Fifteen-year-old Natalie “Samantha” Rupnow, who killed a teacher and a student at a Wisconsin Christian school on Tuesday, is a remarkably rare case of a female shooter, according to law enforcement data.
A report from the Federal Bureau of Investigation on 345 active-shooter incidents in the US from 2000 to 2019 found that just 13 of the shooters — or just 3.7% — were women.
When it comes to mass shootings, defined by authorities as an incident with four or more victims, a stunning 97.7% of the perpetrators were men from 1966 to 2019, according to a Justice Department database.
The Violence Prevention Project found that in the last 25 years, just four out of 200 mass shooters identified as a woman.
Meanwhile, only nine female students have committed a school shooting since 1999, according to an analysis by the Washington Post.
One shooter, 28-year-old Audrey Hale, who killed six people at a Christian elementary school in Nashville last year, identified as transgender.
Rupnow opened fire at the K-12 Abundant Life Christian School in Madison on Monday morning, killing a substitute teacher and another student before turning the gun on herself, officials said.
Five others were wounded in the gunfire, two of whom are clinging to life in the hospital.
Jillian Peterson, founder of the Violence Prevention Project, has said that school shooters are often inspired by other school shootings — who are overwhelmingly male.
“Many school shooters study Columbine, for example,” Peterson told NPR.
Rupnow appeared to have a disturbing obsession with other school shooters such as Columbine killer Eric Harris — and even wore a T-shirt of his favorite band, photos show.
An X account believed to belong to Rupnow posted a person flashing the “OK” sign with their hand — a gesture linked to other school shooters — minutes before she began shooting.
The account posted violent videos of other violent incidents as well as a picture of Parkland high school shooter Nicholas Cruz, and other posts mention a deadly 2007 school shooting in Jokela, Finland.
According to experts, men are more likely than women to blame others for their problems— which often include personal issues with women — and turn to violence in response, NPR reported.
Women are also more likely to pick up a knife rather than a gun if they intend to inflict harm, studies show.

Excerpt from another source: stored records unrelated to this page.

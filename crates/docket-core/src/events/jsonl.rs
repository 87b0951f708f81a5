//! File-backed event store: one JSON object per line, one file per plan.

use std::fs::{self, OpenOptions};
use std::io::{self, BufRead, BufReader, Write};
use std::path::{Path, PathBuf};

use tracing::debug;

use super::{PlanEvent, PlanEventStore, PlanEventType, matches_filter};
use crate::config::DocketConfig;
use crate::error::{DocketError, Result};

/// Stores each plan's log at `<dir>/plan-<id>.jsonl`.
///
/// Appends open the file in append mode and write one whole line, so
/// concurrent writers on the same host do not interleave partial events.
#[derive(Debug, Clone)]
pub struct JsonlEventStore {
    dir: PathBuf,
}

impl JsonlEventStore {
    /// The directory is created lazily on first append.
    pub fn new(dir: impl Into<PathBuf>) -> Self {
        Self { dir: dir.into() }
    }

    /// A store rooted at the configured events directory.
    pub fn from_config(config: &DocketConfig) -> Self {
        Self::new(config.events_dir.clone())
    }

    pub fn dir(&self) -> &Path {
        &self.dir
    }

    pub fn log_path(&self, plan_id: u64) -> PathBuf {
        self.dir.join(format!("plan-{plan_id}.jsonl"))
    }
}

fn io_error(path: &Path, source: io::Error) -> DocketError {
    DocketError::EventLog {
        path: path.to_path_buf(),
        source,
    }
}

impl PlanEventStore for JsonlEventStore {
    fn append_event(&self, plan_id: u64, event: PlanEvent) -> Result<()> {
        fs::create_dir_all(&self.dir).map_err(|e| io_error(&self.dir, e))?;

        let path = self.log_path(plan_id);
        let mut line = serde_json::to_string(&event)?;
        line.push('\n');

        let mut file = OpenOptions::new()
            .create(true)
            .append(true)
            .open(&path)
            .map_err(|e| io_error(&path, e))?;
        file.write_all(line.as_bytes())
            .map_err(|e| io_error(&path, e))?;

        debug!(plan = plan_id, event_type = %event.event_type, path = %path.display(), "appended plan event");
        Ok(())
    }

    fn get_events(
        &self,
        plan_id: u64,
        event_types: Option<&[PlanEventType]>,
    ) -> Result<Vec<PlanEvent>> {
        let path = self.log_path(plan_id);
        let file = match fs::File::open(&path) {
            Ok(file) => file,
            Err(err) if err.kind() == io::ErrorKind::NotFound => return Ok(Vec::new()),
            Err(err) => return Err(io_error(&path, err)),
        };

        let mut events = Vec::new();
        for (index, line) in BufReader::new(file).lines().enumerate() {
            let line = line.map_err(|e| io_error(&path, e))?;
            if line.trim().is_empty() {
                continue;
            }
            let event: PlanEvent =
                serde_json::from_str(&line).map_err(|source| DocketError::CorruptEventLog {
                    path: path.clone(),
                    line: index + 1,
                    source,
                })?;
            if matches_filter(&event, event_types) {
                events.push(event);
            }
        }
        Ok(events)
    }
}
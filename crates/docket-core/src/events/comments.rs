//! Event store backed by tracker comments.
//!
//! Each event is posted as a comment on the plan issue carrying a
//! `plan-event` metadata block, so the log travels with the issue and stays
//! readable on the tracker.

use tracing::debug;

use super::{PlanEvent, PlanEventStore, PlanEventType, matches_filter};
use crate::error::Result;
use crate::metadata::{BlockCodec, BlockData, MetadataBlock, PLAN_EVENT_KEY};
use crate::tracker::{RepoLocation, TrackerClient};

#[derive(Debug, Clone)]
pub struct CommentEventStore<C> {
    client: C,
    location: RepoLocation,
    codec: BlockCodec,
}

impl<C: TrackerClient> CommentEventStore<C> {
    pub fn new(client: C, location: RepoLocation) -> Self {
        Self::with_codec(client, location, BlockCodec::default())
    }

    pub fn with_codec(client: C, location: RepoLocation, codec: BlockCodec) -> Self {
        Self {
            client,
            location,
            codec,
        }
    }

    fn render_comment(&self, event: &PlanEvent) -> Result<String> {
        let data: BlockData = serde_yaml::from_value(serde_yaml::to_value(event)?)?;
        let block = self
            .codec
            .render_metadata_block(&MetadataBlock::new(PLAN_EVENT_KEY, data))?;
        Ok(format!("**Plan event:** `{}`\n\n{block}", event.event_type))
    }

    fn decode_comment(&self, comment_id: u64, body: &str) -> Option<PlanEvent> {
        let block = self.codec.find_metadata_block(body, PLAN_EVENT_KEY)?;
        let value = match serde_yaml::to_value(&block.data) {
            Ok(value) => value,
            Err(err) => {
                debug!(comment_id, error = %err, "skipping unencodable plan-event block");
                return None;
            }
        };
        match serde_yaml::from_value::<PlanEvent>(value) {
            Ok(event) => Some(event),
            Err(err) => {
                debug!(comment_id, error = %err, "skipping undecodable plan-event block");
                None
            }
        }
    }
}

impl<C: TrackerClient> PlanEventStore for CommentEventStore<C> {
    fn append_event(&self, plan_id: u64, event: PlanEvent) -> Result<()> {
        let body = self.render_comment(&event)?;
        let comment_id = self.client.add_comment(&self.location, plan_id, &body)?;
        debug!(plan = plan_id, comment_id, event_type = %event.event_type, "posted plan event");
        Ok(())
    }

    fn get_events(
        &self,
        plan_id: u64,
        event_types: Option<&[PlanEventType]>,
    ) -> Result<Vec<PlanEvent>> {
        let comments = self.client.list_comments(&self.location, plan_id)?;
        Ok(comments
            .iter()
            .filter_map(|c| self.decode_comment(c.id, &c.body))
            .filter(|e| matches_filter(e, event_types))
            .collect())
    }
}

Unlike their male counterparts, female mass shorters are less motivated by personal relationships and are more likely than more to work as a team “especially when engaging in ideologically motivated attacks,” Researchers Jason Silva and Margaret Schmuhl wrote in an article for “Journal of Mass Violence Research” in 2021.
“Just as women have exhibited distinct trends and patterns in homicide offending … it is important for research to also distinguish and understand female mass shooters,” they wrote.